■ REQUIRED ACTION ■
Below are some entries. Repeat exactly the lines from the one with "use hyper::body::Bytes;" through the one with "use crate::domain::ports::LoopState;", and only those.

(Stored items)

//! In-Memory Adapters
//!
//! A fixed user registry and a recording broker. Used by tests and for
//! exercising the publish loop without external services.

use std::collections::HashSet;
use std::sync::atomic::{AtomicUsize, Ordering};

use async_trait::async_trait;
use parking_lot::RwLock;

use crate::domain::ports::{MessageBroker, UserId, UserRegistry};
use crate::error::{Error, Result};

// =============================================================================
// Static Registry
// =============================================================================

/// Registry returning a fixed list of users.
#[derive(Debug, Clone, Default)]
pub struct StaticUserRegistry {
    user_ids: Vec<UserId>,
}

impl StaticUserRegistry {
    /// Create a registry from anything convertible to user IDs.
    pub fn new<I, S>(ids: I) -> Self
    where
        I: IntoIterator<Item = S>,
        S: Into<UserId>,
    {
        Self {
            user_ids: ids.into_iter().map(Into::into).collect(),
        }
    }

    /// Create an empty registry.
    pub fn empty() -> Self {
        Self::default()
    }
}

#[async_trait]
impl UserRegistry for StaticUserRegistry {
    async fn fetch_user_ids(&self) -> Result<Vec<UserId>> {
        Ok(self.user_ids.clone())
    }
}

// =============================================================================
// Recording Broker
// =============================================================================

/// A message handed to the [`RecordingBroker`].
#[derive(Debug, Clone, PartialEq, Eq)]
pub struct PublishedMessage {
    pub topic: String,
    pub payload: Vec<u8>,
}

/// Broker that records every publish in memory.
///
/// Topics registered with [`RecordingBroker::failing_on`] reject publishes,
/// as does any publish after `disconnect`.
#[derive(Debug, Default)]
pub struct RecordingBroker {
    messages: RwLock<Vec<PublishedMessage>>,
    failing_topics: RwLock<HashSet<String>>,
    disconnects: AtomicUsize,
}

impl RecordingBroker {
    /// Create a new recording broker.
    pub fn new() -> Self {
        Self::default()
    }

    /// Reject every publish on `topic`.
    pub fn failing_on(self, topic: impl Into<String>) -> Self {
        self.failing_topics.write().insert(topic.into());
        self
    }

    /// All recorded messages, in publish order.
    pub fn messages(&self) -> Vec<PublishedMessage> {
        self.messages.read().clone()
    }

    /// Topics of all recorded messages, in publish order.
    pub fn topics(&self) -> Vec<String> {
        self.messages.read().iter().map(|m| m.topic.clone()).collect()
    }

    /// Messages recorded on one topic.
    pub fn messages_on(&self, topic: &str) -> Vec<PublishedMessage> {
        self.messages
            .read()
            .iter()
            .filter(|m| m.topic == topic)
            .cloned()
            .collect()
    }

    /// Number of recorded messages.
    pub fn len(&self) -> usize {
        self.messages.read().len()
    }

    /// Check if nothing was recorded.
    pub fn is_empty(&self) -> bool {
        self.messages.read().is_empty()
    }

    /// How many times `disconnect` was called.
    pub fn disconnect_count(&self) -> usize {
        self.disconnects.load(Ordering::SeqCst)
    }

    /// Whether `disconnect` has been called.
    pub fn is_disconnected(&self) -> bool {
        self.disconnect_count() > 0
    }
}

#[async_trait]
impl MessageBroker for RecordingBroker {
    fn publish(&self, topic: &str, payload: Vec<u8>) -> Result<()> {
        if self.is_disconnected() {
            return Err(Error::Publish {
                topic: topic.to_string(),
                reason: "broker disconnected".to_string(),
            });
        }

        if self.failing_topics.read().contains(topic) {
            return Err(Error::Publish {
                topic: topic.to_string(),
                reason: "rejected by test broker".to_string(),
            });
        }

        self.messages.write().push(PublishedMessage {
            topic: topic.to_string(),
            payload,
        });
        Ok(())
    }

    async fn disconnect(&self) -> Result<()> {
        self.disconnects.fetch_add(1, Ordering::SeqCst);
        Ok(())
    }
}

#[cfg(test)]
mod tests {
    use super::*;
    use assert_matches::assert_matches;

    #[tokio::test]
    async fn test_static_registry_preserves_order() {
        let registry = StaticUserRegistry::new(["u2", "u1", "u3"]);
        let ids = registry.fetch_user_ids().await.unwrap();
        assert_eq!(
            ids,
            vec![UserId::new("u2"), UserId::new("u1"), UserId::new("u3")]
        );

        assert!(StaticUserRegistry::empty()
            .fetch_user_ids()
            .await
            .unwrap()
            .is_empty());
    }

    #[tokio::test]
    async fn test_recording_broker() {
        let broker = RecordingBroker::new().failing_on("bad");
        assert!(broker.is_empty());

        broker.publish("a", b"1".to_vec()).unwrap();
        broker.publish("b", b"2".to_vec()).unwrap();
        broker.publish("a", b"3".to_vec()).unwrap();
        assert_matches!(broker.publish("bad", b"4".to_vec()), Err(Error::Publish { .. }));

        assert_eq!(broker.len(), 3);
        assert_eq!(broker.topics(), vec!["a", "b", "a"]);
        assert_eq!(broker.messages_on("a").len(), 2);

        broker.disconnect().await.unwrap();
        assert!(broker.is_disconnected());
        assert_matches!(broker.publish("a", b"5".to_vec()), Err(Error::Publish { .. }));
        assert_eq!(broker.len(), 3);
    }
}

---

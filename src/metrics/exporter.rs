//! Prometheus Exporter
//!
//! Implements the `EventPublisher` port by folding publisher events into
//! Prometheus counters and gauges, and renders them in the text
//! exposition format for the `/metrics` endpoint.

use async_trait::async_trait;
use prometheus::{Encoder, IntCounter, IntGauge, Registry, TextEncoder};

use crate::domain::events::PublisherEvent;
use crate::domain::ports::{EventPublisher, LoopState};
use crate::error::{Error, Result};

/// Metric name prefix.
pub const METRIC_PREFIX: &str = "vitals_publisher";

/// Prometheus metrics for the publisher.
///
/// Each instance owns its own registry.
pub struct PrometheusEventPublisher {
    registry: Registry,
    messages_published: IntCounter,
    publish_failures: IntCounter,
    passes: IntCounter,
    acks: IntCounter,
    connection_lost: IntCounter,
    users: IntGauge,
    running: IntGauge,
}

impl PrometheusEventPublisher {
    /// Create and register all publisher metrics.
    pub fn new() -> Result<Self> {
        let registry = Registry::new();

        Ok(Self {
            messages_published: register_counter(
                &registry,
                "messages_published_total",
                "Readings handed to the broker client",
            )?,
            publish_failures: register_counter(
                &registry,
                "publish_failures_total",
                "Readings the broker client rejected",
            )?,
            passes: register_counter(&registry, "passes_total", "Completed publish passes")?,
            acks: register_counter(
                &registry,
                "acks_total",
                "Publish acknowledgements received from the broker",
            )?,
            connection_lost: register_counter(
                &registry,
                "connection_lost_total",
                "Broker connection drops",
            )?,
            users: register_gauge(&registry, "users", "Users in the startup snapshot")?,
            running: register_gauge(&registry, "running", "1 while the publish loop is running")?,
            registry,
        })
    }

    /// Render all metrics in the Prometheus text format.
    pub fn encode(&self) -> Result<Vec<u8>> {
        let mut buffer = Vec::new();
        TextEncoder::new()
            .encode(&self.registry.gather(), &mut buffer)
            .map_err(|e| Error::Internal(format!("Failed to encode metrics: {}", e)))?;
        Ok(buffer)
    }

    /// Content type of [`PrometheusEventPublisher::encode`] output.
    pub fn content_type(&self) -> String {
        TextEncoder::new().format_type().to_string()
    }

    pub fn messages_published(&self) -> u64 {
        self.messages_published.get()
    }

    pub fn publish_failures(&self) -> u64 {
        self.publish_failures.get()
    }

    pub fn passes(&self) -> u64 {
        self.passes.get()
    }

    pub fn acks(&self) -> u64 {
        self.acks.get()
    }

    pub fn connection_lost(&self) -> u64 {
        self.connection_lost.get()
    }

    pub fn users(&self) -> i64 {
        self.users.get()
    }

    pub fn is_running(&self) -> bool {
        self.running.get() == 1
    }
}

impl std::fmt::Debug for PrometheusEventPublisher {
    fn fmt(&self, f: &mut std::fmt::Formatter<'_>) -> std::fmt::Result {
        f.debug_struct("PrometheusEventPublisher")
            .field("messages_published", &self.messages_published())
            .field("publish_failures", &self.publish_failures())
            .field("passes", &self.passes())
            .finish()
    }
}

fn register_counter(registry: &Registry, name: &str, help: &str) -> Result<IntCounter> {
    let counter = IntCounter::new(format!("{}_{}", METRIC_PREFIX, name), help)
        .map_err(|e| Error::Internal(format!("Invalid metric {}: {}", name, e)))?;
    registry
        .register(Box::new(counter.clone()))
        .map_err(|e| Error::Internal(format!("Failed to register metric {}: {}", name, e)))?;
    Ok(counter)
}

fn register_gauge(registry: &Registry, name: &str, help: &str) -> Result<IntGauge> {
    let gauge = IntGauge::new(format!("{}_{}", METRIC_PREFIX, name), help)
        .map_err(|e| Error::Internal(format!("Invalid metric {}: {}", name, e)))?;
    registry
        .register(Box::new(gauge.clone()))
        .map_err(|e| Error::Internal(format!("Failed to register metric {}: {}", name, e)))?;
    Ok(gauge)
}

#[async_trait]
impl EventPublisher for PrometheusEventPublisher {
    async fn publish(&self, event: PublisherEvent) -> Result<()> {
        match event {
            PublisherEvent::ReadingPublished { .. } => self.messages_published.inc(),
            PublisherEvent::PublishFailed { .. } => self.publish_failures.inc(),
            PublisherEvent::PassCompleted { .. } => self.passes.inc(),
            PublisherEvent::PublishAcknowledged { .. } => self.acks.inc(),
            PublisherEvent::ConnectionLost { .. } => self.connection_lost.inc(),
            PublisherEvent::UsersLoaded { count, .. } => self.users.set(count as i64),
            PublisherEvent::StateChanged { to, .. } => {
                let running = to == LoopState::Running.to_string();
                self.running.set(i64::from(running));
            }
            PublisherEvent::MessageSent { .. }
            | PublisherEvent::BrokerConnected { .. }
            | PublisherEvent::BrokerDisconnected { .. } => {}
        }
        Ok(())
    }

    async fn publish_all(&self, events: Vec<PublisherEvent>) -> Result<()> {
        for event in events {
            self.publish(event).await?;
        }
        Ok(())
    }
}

==

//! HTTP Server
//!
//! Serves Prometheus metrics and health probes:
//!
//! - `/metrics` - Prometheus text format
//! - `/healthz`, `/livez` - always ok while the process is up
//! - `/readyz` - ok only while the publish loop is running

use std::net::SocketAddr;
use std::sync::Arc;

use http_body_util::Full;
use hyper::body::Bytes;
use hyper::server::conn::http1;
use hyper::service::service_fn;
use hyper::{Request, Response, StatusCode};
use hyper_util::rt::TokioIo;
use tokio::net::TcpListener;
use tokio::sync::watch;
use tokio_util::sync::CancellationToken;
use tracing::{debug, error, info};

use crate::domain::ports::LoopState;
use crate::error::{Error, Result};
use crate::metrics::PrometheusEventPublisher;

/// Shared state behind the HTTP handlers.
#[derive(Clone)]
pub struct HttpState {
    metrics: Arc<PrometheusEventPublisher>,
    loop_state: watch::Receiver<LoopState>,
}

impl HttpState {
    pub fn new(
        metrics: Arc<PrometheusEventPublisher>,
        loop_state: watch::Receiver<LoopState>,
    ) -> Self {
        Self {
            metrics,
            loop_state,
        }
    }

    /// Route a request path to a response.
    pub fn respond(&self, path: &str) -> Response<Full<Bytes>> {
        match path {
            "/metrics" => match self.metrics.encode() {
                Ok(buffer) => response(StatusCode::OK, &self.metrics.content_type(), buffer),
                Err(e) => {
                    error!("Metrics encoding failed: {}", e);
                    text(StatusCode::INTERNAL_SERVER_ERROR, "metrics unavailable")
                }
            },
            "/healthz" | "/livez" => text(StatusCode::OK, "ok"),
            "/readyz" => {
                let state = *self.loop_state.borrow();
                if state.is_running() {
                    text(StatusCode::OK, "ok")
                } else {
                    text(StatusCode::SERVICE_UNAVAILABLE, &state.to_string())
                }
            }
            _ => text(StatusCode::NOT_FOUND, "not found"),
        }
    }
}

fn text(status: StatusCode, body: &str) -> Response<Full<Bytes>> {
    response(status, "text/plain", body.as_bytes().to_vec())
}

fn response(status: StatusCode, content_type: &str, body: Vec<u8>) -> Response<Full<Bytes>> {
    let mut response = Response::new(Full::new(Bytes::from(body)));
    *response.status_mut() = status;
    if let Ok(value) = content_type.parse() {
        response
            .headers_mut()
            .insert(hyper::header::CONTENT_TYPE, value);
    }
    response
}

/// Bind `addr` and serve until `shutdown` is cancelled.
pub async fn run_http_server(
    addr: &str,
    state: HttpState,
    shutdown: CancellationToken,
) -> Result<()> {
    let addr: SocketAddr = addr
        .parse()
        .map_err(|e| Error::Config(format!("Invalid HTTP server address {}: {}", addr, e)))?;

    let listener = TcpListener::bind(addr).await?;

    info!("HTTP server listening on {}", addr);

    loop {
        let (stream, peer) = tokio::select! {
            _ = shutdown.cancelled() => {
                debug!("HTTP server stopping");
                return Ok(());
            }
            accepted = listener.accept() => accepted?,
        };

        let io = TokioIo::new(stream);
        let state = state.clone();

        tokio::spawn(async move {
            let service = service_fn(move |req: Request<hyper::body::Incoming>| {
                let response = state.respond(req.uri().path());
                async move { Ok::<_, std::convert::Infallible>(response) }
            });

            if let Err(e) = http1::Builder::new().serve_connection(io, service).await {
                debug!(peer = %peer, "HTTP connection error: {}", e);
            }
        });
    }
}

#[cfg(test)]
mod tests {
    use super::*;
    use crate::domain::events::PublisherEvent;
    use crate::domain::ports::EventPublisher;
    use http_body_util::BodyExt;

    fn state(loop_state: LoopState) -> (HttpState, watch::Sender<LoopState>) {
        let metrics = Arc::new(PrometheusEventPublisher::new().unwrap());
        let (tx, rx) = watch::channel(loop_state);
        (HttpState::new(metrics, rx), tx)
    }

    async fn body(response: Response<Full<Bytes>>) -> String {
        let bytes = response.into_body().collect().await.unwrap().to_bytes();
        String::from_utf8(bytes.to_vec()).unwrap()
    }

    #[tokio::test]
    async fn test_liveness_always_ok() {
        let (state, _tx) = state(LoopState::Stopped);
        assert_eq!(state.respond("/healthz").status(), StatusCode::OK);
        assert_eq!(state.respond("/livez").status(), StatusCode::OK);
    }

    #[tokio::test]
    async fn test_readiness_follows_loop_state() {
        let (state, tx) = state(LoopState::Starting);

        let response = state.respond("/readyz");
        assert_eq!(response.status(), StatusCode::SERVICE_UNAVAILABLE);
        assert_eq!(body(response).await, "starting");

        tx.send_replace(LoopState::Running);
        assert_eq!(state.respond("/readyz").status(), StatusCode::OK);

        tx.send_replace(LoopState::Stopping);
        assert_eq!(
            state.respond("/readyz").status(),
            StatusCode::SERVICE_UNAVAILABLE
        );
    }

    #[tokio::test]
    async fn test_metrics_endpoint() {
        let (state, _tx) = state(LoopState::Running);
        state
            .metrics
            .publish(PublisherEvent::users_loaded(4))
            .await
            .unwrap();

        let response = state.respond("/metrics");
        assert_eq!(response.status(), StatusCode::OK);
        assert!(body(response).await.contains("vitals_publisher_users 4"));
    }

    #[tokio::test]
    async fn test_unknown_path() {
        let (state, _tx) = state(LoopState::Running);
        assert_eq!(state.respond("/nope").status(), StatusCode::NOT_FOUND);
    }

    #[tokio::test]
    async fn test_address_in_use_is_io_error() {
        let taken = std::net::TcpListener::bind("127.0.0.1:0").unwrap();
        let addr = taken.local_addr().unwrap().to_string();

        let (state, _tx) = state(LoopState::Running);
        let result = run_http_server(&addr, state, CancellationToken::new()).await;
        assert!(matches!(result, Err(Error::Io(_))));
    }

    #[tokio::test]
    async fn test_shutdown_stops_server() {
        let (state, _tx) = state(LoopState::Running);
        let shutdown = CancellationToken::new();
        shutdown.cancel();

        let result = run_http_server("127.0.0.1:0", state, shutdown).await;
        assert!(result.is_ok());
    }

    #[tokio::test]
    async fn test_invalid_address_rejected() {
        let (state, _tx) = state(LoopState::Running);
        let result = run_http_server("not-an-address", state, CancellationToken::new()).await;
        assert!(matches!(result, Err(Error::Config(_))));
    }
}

■ RESPONSE FOR THIS EXERCISE ■
use hyper::body::Bytes;
use hyper::server::conn::http1;
use hyper::service::service_fn;
use hyper::{Request, Response, StatusCode};
use hyper_util::rt::TokioIo;
use tokio::net::TcpListener;
use tokio::sync::watch;
use tokio_util::sync::CancellationToken;
use tracing::{debug, error, info};

use crate::domain::ports::LoopState;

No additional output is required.